Towards an Average-case Complexity of High-dimensional Statistics

The prototypical high-dimensional statistical estimation problem entails finding a structured signal in noise. These problems have traditionally been studied in isolation, with researchers aiming to develop statistically and computationally efficient algorithms, as well as to try to understand the fundamental limits governing the interplay between statistical and computational cost. In this talk I will describe a line of work that yields average-case reductions directly between a number of central high-dimensional statistics problems, relating two problems by transforming one into the other. It turns out that several problems described by robust formulations can be addressed by one set of techniques, and we will focus on these in the talk. In this direction, we obtain the following average-case lower bounds based on the planted clique conjecture: a statistical-computational gap in robust sparse mean estimation, a detection-recovery gap in community detection, and a universality principle for computational-statistical gaps in sparse mixture estimation.
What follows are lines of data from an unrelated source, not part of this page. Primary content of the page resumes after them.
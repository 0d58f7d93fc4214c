use chrono::NaiveDate;
use serde::{Deserialize, Serialize};

/// Count of agent-initiated actions for one calendar day.
#[derive(Debug, Clone, Copy, PartialEq, Eq, Serialize, Deserialize)]
#[serde(rename_all = "camelCase")]
pub struct UsageCounter {
    pub date: NaiveDate,
    pub ai_actions: u64,
}

impl UsageCounter {
    pub fn new(date: NaiveDate) -> Self {
        Self { date, ai_actions: 0 }
    }

    pub fn with_actions(date: NaiveDate, ai_actions: u64) -> Self {
        Self { date, ai_actions }
    }

    /// Actions counted against `today`. A counter from another day counts as
    /// zero.
    pub fn actions_on(&self, today: NaiveDate) -> u64 {
        if self.date == today { self.ai_actions } else { 0 }
    }

    /// Adds one action for `today`, starting a fresh count on day rollover.
    pub fn record(&mut self, today: NaiveDate) {
        if self.date != today {
            *self = Self::new(today);
        }
        self.ai_actions += 1;
    }
}
use chrono::{DateTime, Local, NaiveDate, Utc};

use crate::{ConversationId, DispatchResponse, LogRecord, Message, RunConfig};

/// The external agent process that executes runs and produces the event feed.
#[async_trait::async_trait]
pub trait AgentService: Send + Sync {
    /// Asks the agent to start a run over the given transcript.
    ///
    /// # Errors
    /// Returns an error if the request could not be delivered. A delivered
    /// request that the agent refused is reported through
    /// [`DispatchResponse::success`] instead.
    async fn dispatch_run(
        &self,
        conversation_id: &ConversationId,
        messages: &[Message],
        config: &RunConfig,
    ) -> anyhow::Result<DispatchResponse>;

    /// Requests that the agent stop the active run. Must not block; delivery
    /// is best effort.
    ///
    /// # Errors
    /// Returns an error if the request could not be handed off.
    fn halt_run(&self, conversation_id: &ConversationId) -> anyhow::Result<()>;
}

/// Receives operator facing log records.
pub trait ObservabilitySink: Send + Sync {
    fn record(&self, record: LogRecord);
}

/// Source of time: the calendar day for daily quota windows and instants for
/// tool call start times.
pub trait Clock: Send + Sync {
    fn today(&self) -> NaiveDate;
    fn now(&self) -> DateTime<Utc>;
}

#[derive(Debug, Default, Clone, Copy)]
pub struct SystemClock;

impl Clock for SystemClock {
    fn today(&self) -> NaiveDate {
        Local::now().date_naive()
    }

    fn now(&self) -> DateTime<Utc> {
        Utc::now()
    }
}
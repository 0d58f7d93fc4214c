use derive_setters::Setters;
use serde::{Deserialize, Serialize};
use serde_json::Value;
use uuid::Uuid;

use crate::ToolName;

/// Unique identifier for a single use of a tool
#[derive(Clone, Debug, Deserialize, Eq, PartialEq, Hash, Serialize)]
#[serde(transparent)]
pub struct ToolCallId(String);

impl ToolCallId {
    pub fn new(value: impl ToString) -> Self {
        ToolCallId(value.to_string())
    }

    /// Creates an identifier for a call whose producer did not supply one.
    pub fn synthesize() -> Self {
        ToolCallId(format!("call_{}", Uuid::new_v4().simple()))
    }

    pub fn as_str(&self) -> &str {
        &self.0
    }
}

impl std::fmt::Display for ToolCallId {
    fn fmt(&self, f: &mut std::fmt::Formatter<'_>) -> std::fmt::Result {
        f.write_str(&self.0)
    }
}

/// A complete tool invocation as announced by the agent.
#[derive(Clone, Debug, Deserialize, Eq, PartialEq, Serialize, Setters)]
#[setters(strip_option, into)]
#[serde(rename_all = "snake_case")]
pub struct ToolCallFull {
    pub name: ToolName,
    pub call_id: Option<ToolCallId>,
    pub arguments: Value,
}

impl ToolCallFull {
    pub fn new(name: impl Into<ToolName>) -> Self {
        Self { name: name.into(), call_id: None, arguments: Value::default() }
    }
}
use derive_more::derive::Display;
use derive_setters::Setters;
use serde::{Deserialize, Serialize};

use crate::ConversationId;

/// Monotonic identifier for one run, unique within a controller.
#[derive(Debug, Display, Clone, Copy, PartialEq, Eq, Hash, PartialOrd, Ord, Serialize, Deserialize)]
#[serde(transparent)]
pub struct RunId(u64);

impl RunId {
    pub fn new(id: u64) -> Self {
        Self(id)
    }

    pub fn id(&self) -> u64 {
        self.0
    }
}

/// Ownership token for the single run slot of a conversation. Every event
/// handler must present the token of the run it belongs to; a token that no
/// longer matches the active run marks the event as stale.
#[derive(Debug, Display, Clone, Copy, PartialEq, Eq, Hash, Serialize, Deserialize)]
#[display("{conversation_id}#{run_id}")]
pub struct RunToken {
    pub conversation_id: ConversationId,
    pub run_id: RunId,
}

impl RunToken {
    pub fn new(conversation_id: ConversationId, run_id: RunId) -> Self {
        Self { conversation_id, run_id }
    }
}

#[derive(Debug, Display, Clone, PartialEq, Eq, Hash, Serialize, Deserialize)]
#[serde(transparent)]
pub struct ModelId(String);

impl ModelId {
    pub fn new(value: impl ToString) -> Self {
        Self(value.to_string())
    }

    pub fn as_str(&self) -> &str {
        &self.0
    }
}

#[derive(Debug, Default, Clone, Copy, PartialEq, Eq, Serialize, Deserialize)]
#[serde(rename_all = "snake_case")]
pub enum RunKind {
    /// Driven by the user from the interactive conversation.
    #[default]
    Interactive,
    /// Unattended execution in its own conversation.
    Isolated,
}

#[derive(Debug, Default, Clone, PartialEq, Setters, Serialize, Deserialize)]
#[setters(into, strip_option)]
pub struct RunConfig {
    pub model: Option<ModelId>,
    pub kind: RunKind,
}

/// Reply of the agent collaborator to a dispatch request.
#[derive(Debug, Clone, PartialEq, Eq, Serialize, Deserialize)]
pub struct DispatchResponse {
    pub success: bool,
    #[serde(default, skip_serializing_if = "Option::is_none")]
    pub error: Option<String>,
}

impl DispatchResponse {
    pub fn ok() -> Self {
        Self { success: true, error: None }
    }

    pub fn failed(error: impl Into<String>) -> Self {
        Self { success: false, error: Some(error.into()) }
    }
}

/// Why a run ended without a `done` event.
#[derive(Debug, Clone, Copy, PartialEq, Eq, Serialize, Deserialize)]
#[serde(rename_all = "snake_case")]
pub enum TerminationReason {
    /// The user pressed stop.
    Cancelled,
    /// The daily action allowance ran out mid-run.
    LimitReached { limit: Option<u64> },
    /// The feed went quiet or closed without a terminal event.
    FeedLost,
}
use chrono::{DateTime, Utc};
use derive_more::derive::Display;
use derive_setters::Setters;
use serde::{Deserialize, Serialize};
use uuid::Uuid;

use crate::{Error, Message, Result};

#[derive(Debug, Default, Display, Serialize, Deserialize, Clone, Copy, PartialEq, Eq, Hash)]
#[serde(transparent)]
pub struct ConversationId(Uuid);

impl ConversationId {
    pub fn generate() -> Self {
        Self(Uuid::new_v4())
    }

    pub fn into_string(&self) -> String {
        self.0.to_string()
    }

    pub fn parse(value: impl ToString) -> Result<Self> {
        Ok(Self(
            Uuid::parse_str(&value.to_string()).map_err(Error::ConversationId)?,
        ))
    }
}

/// Reference to the workspace that owns a conversation.
#[derive(Debug, Default, Display, Serialize, Deserialize, Clone, PartialEq, Eq, Hash)]
#[serde(transparent)]
pub struct WorkspaceId(String);

impl WorkspaceId {
    pub fn new(value: impl ToString) -> Self {
        Self(value.to_string())
    }

    pub fn as_str(&self) -> &str {
        &self.0
    }
}

/// An ordered transcript of messages. Ordering is commit order and is never
/// re-sorted.
#[derive(Debug, Setters, Serialize, Deserialize, Clone, PartialEq)]
#[setters(into, strip_option)]
pub struct Conversation {
    pub id: ConversationId,
    pub title: Option<String>,
    pub workspace_id: WorkspaceId,
    #[setters(skip)]
    pub messages: Vec<Message>,
    pub created_at: DateTime<Utc>,
    pub updated_at: DateTime<Utc>,
}

impl Conversation {
    pub fn new(id: ConversationId, workspace_id: WorkspaceId) -> Self {
        let now = Utc::now();
        Self {
            id,
            title: None,
            workspace_id,
            messages: Vec::new(),
            created_at: now,
            updated_at: now,
        }
    }

    pub fn last_message(&self) -> Option<&Message> {
        self.messages.last()
    }

    pub fn last_message_mut(&mut self) -> Option<&mut Message> {
        self.messages.last_mut()
    }

    pub fn push(&mut self, message: Message) {
        self.updated_at = message.timestamp.max(self.updated_at);
        self.messages.push(message);
    }

    pub fn len(&self) -> usize {
        self.messages.len()
    }

    pub fn is_empty(&self) -> bool {
        self.messages.is_empty()
    }
}

/// Derives a conversation title from the first non-empty line of `text`,
/// cutting it to `max_chars` characters.
pub fn title_from_instruction(text: &str, max_chars: usize) -> Option<String> {
    let line = text.lines().map(str::trim).find(|line| !line.is_empty())?;
    if line.chars().count() <= max_chars {
        return Some(line.to_string());
    }
    let cut: String = line.chars().take(max_chars.saturating_sub(1)).collect();
    Some(format!("{}…", cut.trim_end()))
}
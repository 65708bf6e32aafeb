use std::collections::BTreeMap;

use crate::genomics::{AlignedBaseObservation, Symbol};

/// Bias-weighted symbol counts for one column.
///
/// Bases at or above the bias quality threshold weigh `bias_factor`, all
/// others weigh one. Iteration follows the symbol priority order, which is
/// what makes tie-breaking deterministic.
#[derive(Debug, Clone, Default, PartialEq, Eq)]
pub struct WeightedTally {
    weights: BTreeMap<Symbol, u64>,
    total: u64,
}

/// Result of comparing tally fractions against the consensus threshold.
#[derive(Debug, Clone, PartialEq, Eq)]
pub enum TallyOutcome {
    /// Nothing was tallied.
    Empty,
    /// Exactly one symbol met the threshold.
    Single(Symbol),
    /// Several symbols met the threshold, in priority order.
    Several(Vec<Symbol>),
    /// No symbol met the threshold; the highest-weight symbol wins.
    Plurality(Symbol),
}

impl WeightedTally {
    /// Empty tally.
    pub fn new() -> Self {
        Self::default()
    }

    /// Tally observations with the given bias settings.
    pub fn from_observations<'a>(
        observations: impl IntoIterator<Item = &'a AlignedBaseObservation>,
        bias_quality_threshold: u8,
        bias_factor: u32,
    ) -> Self {
        let mut tally = Self::new();
        for obs in observations {
            let weight = if obs.quality >= bias_quality_threshold {
                u64::from(bias_factor)
            } else {
                1
            };
            tally.add(&obs.symbol, weight);
        }
        tally
    }

    /// Add `weight` in favour of `symbol`.
    pub fn add(&mut self, symbol: &Symbol, weight: u64) {
        match self.weights.get_mut(symbol) {
            Some(existing) => *existing += weight,
            None => {
                self.weights.insert(symbol.clone(), weight);
            }
        }
        self.total += weight;
    }

    /// Sum of all weights.
    pub fn total(&self) -> u64 {
        self.total
    }

    /// Weight accumulated by `symbol`.
    pub fn weight(&self, symbol: &Symbol) -> u64 {
        self.weights.get(symbol).copied().unwrap_or(0)
    }

    /// Fraction of the total weight held by `symbol`.
    pub fn fraction(&self, symbol: &Symbol) -> f64 {
        if self.total == 0 {
            return 0.0;
        }
        self.weight(symbol) as f64 / self.total as f64
    }

    /// Symbols and weights in priority order.
    pub fn iter(&self) -> impl Iterator<Item = (&Symbol, u64)> {
        self.weights.iter().map(|(symbol, weight)| (symbol, *weight))
    }

    /// Highest-weight symbol; ties go to the higher-priority symbol.
    pub fn plurality(&self) -> Option<&Symbol> {
        let mut best: Option<(&Symbol, u64)> = None;
        for (symbol, weight) in self.iter() {
            if best.map_or(true, |(_, top)| weight > top) {
                best = Some((symbol, weight));
            }
        }
        best.map(|(symbol, _)| symbol)
    }

    /// Classify the tally against `min_fraction`.
    pub fn decide(&self, min_fraction: f64) -> TallyOutcome {
        if self.total == 0 {
            return TallyOutcome::Empty;
        }
        let mut qualifying: Vec<Symbol> = self
            .iter()
            .filter(|(_, weight)| *weight as f64 / self.total as f64 >= min_fraction)
            .map(|(symbol, _)| symbol.clone())
            .collect();

        if qualifying.len() > 1 {
            return TallyOutcome::Several(qualifying);
        }
        match qualifying.pop() {
            Some(symbol) => TallyOutcome::Single(symbol),
            None => match self.plurality() {
                Some(symbol) => TallyOutcome::Plurality(symbol.clone()),
                None => TallyOutcome::Empty,
            },
        }
    }
}
use std::fmt;
use std::sync::Arc;

/// Symbol a single read contributes to a pileup column.
///
/// The derived ordering is the fixed tie-break priority used by the caller:
/// `A < C < G < T < N < gap < insertions`, with insertions ordered by their
/// sequence.
#[derive(Debug, Clone, PartialEq, Eq, Hash, PartialOrd, Ord)]
pub enum Symbol {
    /// Adenine.
    A,
    /// Cytosine.
    C,
    /// Guanine.
    G,
    /// Thymine (uracil is folded into `T`).
    T,
    /// Unknown base reported by the sequencer.
    N,
    /// Deleted reference base.
    Gap,
    /// Anchor base followed by the bases inserted after it.
    Insertion(Arc<[u8]>),
}

impl Symbol {
    /// Map an ASCII base to a symbol; anything outside `ACGTU` is `N`.
    pub fn from_base(base: u8) -> Self {
        match base {
            b'A' | b'a' => Self::A,
            b'C' | b'c' => Self::C,
            b'G' | b'g' => Self::G,
            b'T' | b't' | b'U' | b'u' => Self::T,
            _ => Self::N,
        }
    }

    /// Bit used for this nucleotide in IUPAC masks, `None` for non-nucleotides.
    pub fn nucleotide_bit(&self) -> Option<u8> {
        match self {
            Self::A => Some(0b0001),
            Self::C => Some(0b0010),
            Self::G => Some(0b0100),
            Self::T => Some(0b1000),
            _ => None,
        }
    }
}

impl fmt::Display for Symbol {
    fn fmt(&self, f: &mut fmt::Formatter<'_>) -> fmt::Result {
        match self {
            Self::A => f.write_str("A"),
            Self::C => f.write_str("C"),
            Self::G => f.write_str("G"),
            Self::T => f.write_str("T"),
            Self::N => f.write_str("N"),
            Self::Gap => f.write_str("-"),
            Self::Insertion(seq) => f.write_str(&String::from_utf8_lossy(seq)),
        }
    }
}

/// IUPAC code for a set of nucleotides encoded as an `ACGT` bit mask.
///
/// Single bases map to themselves, the full set maps to `N`.
pub fn iupac_code(mask: u8) -> Option<u8> {
    let code = match mask {
        0b0001 => b'A',
        0b0010 => b'C',
        0b0100 => b'G',
        0b1000 => b'T',
        0b0011 => b'M',
        0b0101 => b'R',
        0b1001 => b'W',
        0b0110 => b'S',
        0b1010 => b'Y',
        0b1100 => b'K',
        0b0111 => b'V',
        0b1011 => b'H',
        0b1101 => b'D',
        0b1110 => b'B',
        0b1111 => b'N',
        _ => return None,
    };
    Some(code)
}

/// Symbol emitted for one reference position.
#[derive(Debug, Clone, PartialEq, Eq, Hash)]
pub enum CalledSymbol {
    /// One of `A`, `C`, `G`, `T`.
    Base(u8),
    /// Two- or three-way IUPAC ambiguity code.
    Ambiguity(u8),
    /// The position is deleted in the consensus.
    Gap,
    /// Anchor base plus inserted bases.
    Insertion(Arc<[u8]>),
    /// No call.
    N,
}

impl CalledSymbol {
    /// Called symbol for a single winning pileup symbol.
    pub fn from_symbol(symbol: &Symbol) -> Self {
        match symbol {
            Symbol::A => Self::Base(b'A'),
            Symbol::C => Self::Base(b'C'),
            Symbol::G => Self::Base(b'G'),
            Symbol::T => Self::Base(b'T'),
            Symbol::N => Self::N,
            Symbol::Gap => Self::Gap,
            Symbol::Insertion(seq) => Self::Insertion(Arc::clone(seq)),
        }
    }

    /// Called symbol for a set of symbols that all met the consensus threshold.
    ///
    /// Sets made only of nucleotides map to their IUPAC code; any set touching
    /// a gap, an insertion or `N` cannot be expressed that way and is `N`.
    pub fn from_symbol_set<'a>(symbols: impl IntoIterator<Item = &'a Symbol>) -> Self {
        let mut mask = 0u8;
        for symbol in symbols {
            match symbol.nucleotide_bit() {
                Some(bit) => mask |= bit,
                None => return Self::N,
            }
        }
        match iupac_code(mask) {
            Some(b'N') | None => Self::N,
            Some(code) if mask.count_ones() == 1 => Self::Base(code),
            Some(code) => Self::Ambiguity(code),
        }
    }

    /// Bases contributed to a consensus sequence (gaps contribute nothing).
    pub fn consensus_bytes(&self) -> &[u8] {
        match self {
            Self::Base(code) | Self::Ambiguity(code) => std::slice::from_ref(code),
            Self::Gap => &[],
            Self::Insertion(seq) => seq,
            Self::N => b"N",
        }
    }
}

impl fmt::Display for CalledSymbol {
    fn fmt(&self, f: &mut fmt::Formatter<'_>) -> fmt::Result {
        match self {
            Self::Base(code) | Self::Ambiguity(code) => write!(f, "{}", *code as char),
            Self::Gap => f.write_str("-"),
            Self::Insertion(seq) => f.write_str(&String::from_utf8_lossy(seq)),
            Self::N => f.write_str("N"),
        }
    }
}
In addition to showing strong computational lower bounds tight against what is achievable by efficient algorithms, the methodology gives insight into the common features shared by different high-dimensional statistics problems with similar computational behavior. Joint work with Matthew Brennan.

Bio

Guy Bresler is an associate professor in the Department of Electrical Engineering and Computer Science at MIT, and a member of LIDS and IDSS. Previously, he was a postdoc at MIT and before that received his PhD from the Department of EECS at UC Berkeley. His undergraduate degree is from the University of Illinois at Urbana-Champaign. In the last several years his research has focused on the interface between computation and statistics with the aim of understanding the relationship between combinatorial structure and computational tractability of high-dimensional inference.